Considering what we’ve said about what the 15 richest people in the U.S. are worth, it should be clear that if you confiscated every penny of their wealth, you could still not manage to pay for just the stuff on which money is being spent for which no revenue exists.

Now comes the first “kicker.” The U.S. on a federal level has consistently spent more than it brings in for decades, if not longer. A part of the way they do this, is to borrow from others—mostly other countries. And have we repaid the loans we’ve take out? Why, no! In fact, we’re lucky to pay the interest on what we’ve borrowed.

So not only are we using money we don’t have at present, we have done this for decades (and not paid back what we owed).

This means, we owe even more than we will spend this year—substantially more (probably ten times or more additional).

Add to this the idea that the budget for virtually every government program increases year-over-year. So we can expect spending increases without new programs. This doesn’t stop the federal government from adding to its list of programs—far from it!

Yet the hue and cry of very many (again, particularly young, inexperienced, and in some regards unknowledgeable) people, is to insist on the need for yet more, yet more comprehensive new programs.

To this point, we’ve only considered spending on a federal level.

To be fair, another thing most folks have no idea about, is just how much money spent on a state level, is provided by the federal government. For example, where Medicare is supposed to be a federal program, Medicaid is suppose to be a state program.

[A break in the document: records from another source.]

//! Running control-plane command-line tools.
//!
//! Adapters shell out to `swanctl` and `tailscale`; this module captures their
//! output and turns a non-zero exit into a [`ControlError::Command`].

use std::process::Stdio;

use tailswan_core::ControlError;
use tokio::io::AsyncWriteExt;
use tokio::process::Command;
use tracing::debug;

/// Run `program args...`, optionally feeding `stdin`, and return stdout.
pub(crate) async fn run_tool(
    program: &str,
    args: &[String],
    stdin: Option<&[u8]>,
) -> Result<String, ControlError> {
    let rendered = display_command(program, args);
    debug!(command = %rendered, "Running control command");

    let mut cmd = Command::new(program);
    cmd.args(args)
        .stdout(Stdio::piped())
        .stderr(Stdio::piped())
        .stdin(if stdin.is_some() {
            Stdio::piped()
        } else {
            Stdio::null()
        })
        .kill_on_drop(true);

    let mut child = cmd.spawn()?;
    if let Some(input) = stdin
        && let Some(mut pipe) = child.stdin.take()
    {
        pipe.write_all(input).await?;
        // Close stdin so the tool sees EOF.
        drop(pipe);
    }

    let output = child.wait_with_output().await?;
    let stdout = String::from_utf8_lossy(&output.stdout).into_owned();
    if output.status.success() {
        return Ok(stdout);
    }

    let stderr = String::from_utf8_lossy(&output.stderr);
    let message = first_non_empty(&[stderr.trim(), stdout.trim()])
        .map_or_else(|| output.status.to_string(), str::to_string);
    Err(ControlError::command(rendered, message))
}

fn first_non_empty<'a>(candidates: &[&'a str]) -> Option<&'a str> {
    candidates.iter().copied().find(|s| !s.is_empty())
}

/// Render a command line for logs, hiding secrets passed as `--authkey=`.
pub(crate) fn display_command(program: &str, args: &[String]) -> String {
    let mut rendered = String::from(program);
    for arg in args {
        rendered.push(' ');
        if arg.starts_with("--authkey=") {
            rendered.push_str("--authkey=<redacted>");
        } else {
            rendered.push_str(arg);
        }
    }
    rendered
}
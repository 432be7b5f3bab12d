//! Change-driven event fan-out.
//!
//! The [`EventBroadcaster`] polls each [`Topic`] on its own cadence, keeps
//! only snapshots whose fingerprint changed, and pushes them to every
//! registered subscriber channel.
//!
//! # Delivery
//!
//! Delivery is best-effort and latest-state-wins. Each send is bounded by
//! [`BroadcasterConfig::send_timeout`]; a subscriber whose queue stays full
//! for that long misses the message, and nobody else waits on it.

mod poller;
mod registry;

use std::sync::Arc;
use std::sync::atomic::{AtomicU64, Ordering};
use std::time::Duration;

use futures_util::future::join_all;
use tailswan_core::{ControlError, IpsecControl, MeshControl, Message, Topic};
use thiserror::Error;
use tokio::sync::{RwLock, mpsc};
use tokio::task::JoinSet;
use tokio_util::sync::CancellationToken;
use tracing::{Instrument, debug, info, info_span, warn};

use crate::state_tracker::StateTracker;
use registry::{Registry, SharedRegistry};

pub use registry::{ClientId, Subscription};

/// Queue depth of a subscriber channel.
pub const DEFAULT_CLIENT_CAPACITY: usize = 10;

/// Upper bound on a single send to one subscriber.
pub const DEFAULT_SEND_TIMEOUT: Duration = Duration::from_millis(100);

/// Interval of the keep-alive sent on subscriber streams.
pub const DEFAULT_HEARTBEAT_INTERVAL: Duration = Duration::from_secs(30);

/// Registration errors.
#[derive(Debug, Clone, PartialEq, Eq, Error)]
pub enum BroadcastError {
    #[error("channel is already registered as {0}")]
    AlreadyRegistered(ClientId),

    #[error("broadcaster is stopped")]
    Closed,
}

/// Tuning for the broadcaster.
#[derive(Debug, Clone, Copy, PartialEq, Eq)]
pub struct BroadcasterConfig {
    /// Poll period per topic, indexed by [`Topic::index`].
    pub intervals: [Duration; Topic::ALL.len()],
    pub send_timeout: Duration,
    pub client_capacity: usize,
    pub heartbeat_interval: Duration,
}

impl Default for BroadcasterConfig {
    fn default() -> Self {
        Self {
            intervals: Topic::ALL.map(Topic::default_interval),
            send_timeout: DEFAULT_SEND_TIMEOUT,
            client_capacity: DEFAULT_CLIENT_CAPACITY,
            heartbeat_interval: DEFAULT_HEARTBEAT_INTERVAL,
        }
    }
}

impl BroadcasterConfig {
    /// Poll period for `topic`.
    pub const fn interval(&self, topic: Topic) -> Duration {
        self.intervals[topic.index()]
    }

    /// Override the poll period for one topic.
    #[must_use]
    pub const fn with_interval(mut self, topic: Topic, period: Duration) -> Self {
        self.intervals[topic.index()] = period;
        self
    }
}

/// Polls state sources and fans changes out to subscribers.
pub struct EventBroadcaster {
    registry: SharedRegistry,
    next_id: AtomicU64,
    tracker: StateTracker,
    ipsec: Option<Arc<dyn IpsecControl>>,
    mesh: Option<Arc<dyn MeshControl>>,
    config: BroadcasterConfig,
    shutdown: CancellationToken,
}

impl std::fmt::Debug for EventBroadcaster {
    fn fmt(&self, f: &mut std::fmt::Formatter<'_>) -> std::fmt::Result {
        f.debug_struct("EventBroadcaster")
            .field("config", &self.config)
            .field("has_ipsec", &self.ipsec.is_some())
            .field("has_mesh", &self.mesh.is_some())
            .finish_non_exhaustive()
    }
}

impl EventBroadcaster {
    /// Create a broadcaster with no state sources attached.
    pub fn new(config: BroadcasterConfig) -> Self {
        Self {
            registry: Arc::new(RwLock::new(Registry::default())),
            next_id: AtomicU64::new(1),
            tracker: StateTracker::new(),
            ipsec: None,
            mesh: None,
            config,
            shutdown: CancellationToken::new(),
        }
    }

    /// Attach the IPsec control plane (SA and connection topics).
    #[must_use]
    pub fn with_ipsec(mut self, ipsec: Arc<dyn IpsecControl>) -> Self {
        self.ipsec = Some(ipsec);
        self
    }

    /// Attach the mesh control plane (peer and node topics).
    #[must_use]
    pub fn with_mesh(mut self, mesh: Arc<dyn MeshControl>) -> Self {
        self.mesh = Some(mesh);
        self
    }

    pub const fn config(&self) -> &BroadcasterConfig {
        &self.config
    }

    /// Register an existing channel.
    ///
    /// The same channel cannot be registered twice.
    pub async fn register_client(
        &self,
        tx: mpsc::Sender<Message>,
    ) -> Result<ClientId, BroadcastError> {
        let mut registry = self.registry.write().await;
        if registry.closed {
            return Err(BroadcastError::Closed);
        }
        if let Some((id, _)) = registry
            .clients
            .iter()
            .find(|(_, existing)| existing.same_channel(&tx))
        {
            return Err(BroadcastError::AlreadyRegistered(*id));
        }

        let id = ClientId(self.next_id.fetch_add(1, Ordering::Relaxed));
        registry.clients.insert(id, tx);
        info!(client = %id, clients = registry.clients.len(), "Client registered");
        Ok(id)
    }

    /// Create and register a channel of the configured capacity.
    pub async fn subscribe(&self) -> Result<Subscription, BroadcastError> {
        let (tx, rx) = mpsc::channel(self.config.client_capacity);
        let id = self.register_client(tx).await?;
        Ok(Subscription::new(id, rx, Arc::clone(&self.registry)))
    }

    /// Remove a client; its receiver sees the channel close.
    ///
    /// Returns whether the client was registered.
    pub async fn unregister_client(&self, id: ClientId) -> bool {
        let mut registry = self.registry.write().await;
        let removed = registry.clients.remove(&id).is_some();
        if removed {
            info!(client = %id, clients = registry.clients.len(), "Client unregistered");
        }
        removed
    }

    pub async fn client_count(&self) -> usize {
        self.registry.read().await.clients.len()
    }

    pub async fn is_closed(&self) -> bool {
        self.registry.read().await.closed
    }

    /// Deliver `message` to every subscriber.
    ///
    /// Sends run concurrently, each bounded by the send timeout. Returns the
    /// number of subscribers that accepted the message.
    pub async fn broadcast(&self, message: Message) -> usize {
        let registry = self.registry.read().await;
        if registry.closed || registry.clients.is_empty() {
            return 0;
        }

        let timeout = self.config.send_timeout;
        let sends = registry.clients.iter().map(|(id, tx)| {
            let message = message.clone();
            async move {
                match tx.send_timeout(message, timeout).await {
                    Ok(()) => true,
                    Err(e) => {
                        debug!(client = %id, "Dropped message: {}", e);
                        false
                    }
                }
            }
        });

        join_all(sends).await.into_iter().filter(|sent| *sent).count()
    }

    /// Run one poller per topic until `ctx` is cancelled or [`stop`](Self::stop)
    /// is called.
    ///
    /// Returns only after every poller has exited.
    pub async fn run(self: Arc<Self>, ctx: CancellationToken) {
        let token = self.shutdown.child_token();
        let mut pollers = JoinSet::new();

        for topic in Topic::ALL {
            let period = self.config.interval(topic);
            let span = info_span!("poller", topic = %topic);
            pollers.spawn(
                Arc::clone(&self)
                    .poll_topic(topic, period, token.clone())
                    .instrument(span),
            );
        }
        info!(topics = Topic::ALL.len(), "Event broadcaster started");

        tokio::select! {
            () = ctx.cancelled() => {}
            () = token.cancelled() => {}
        }
        token.cancel();

        while let Some(result) = pollers.join_next().await {
            if let Err(e) = result {
                warn!("Poller task failed: {}", e);
            }
        }
        info!("Event broadcaster stopped");
    }

    /// Stop polling and close every subscriber. Idempotent.
    pub async fn stop(&self) {
        self.shutdown.cancel();

        let mut registry = self.registry.write().await;
        if registry.closed {
            return;
        }
        registry.closed = true;
        let count = registry.clients.len();
        registry.clients.clear();
        info!(clients = count, "Closed all subscribers");
    }

    fn ipsec(&self) -> Result<&Arc<dyn IpsecControl>, ControlError> {
        self.ipsec.as_ref().ok_or(ControlError::Unavailable("ipsec"))
    }

    fn mesh(&self) -> Result<&Arc<dyn MeshControl>, ControlError> {
        self.mesh.as_ref().ok_or(ControlError::Unavailable("mesh"))
    }
}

Funding for Medicaid though, largely comes from the federal government. It would be nice to take the time to discuss what that means to supposed state control of Medicaid, but that is a matter for yet another post. Sufficed it to say that the entity that regulates Medicare goes by the acronym CMS, yet their own website “expands the acronym to” the Centers for Medicare and Medicaid Services. That’s because they “oversee Medicaid” on a federal level. That would be one thing if they didn’t have the “right to” shut down Medicaid providers, based on refusing to use funding to “support them.”

The point of all of this? If you think increasing taxation on the wealthy will result in sufficient funding for more programs, you should know you’re massively in error. Doing so would barely provide a “drop in the proverbial bucketcompared to what’s already owed by the federal government alone. And that’s if you taxed them at one hundred percent.

As usual, thanks for reading, and may your time be good.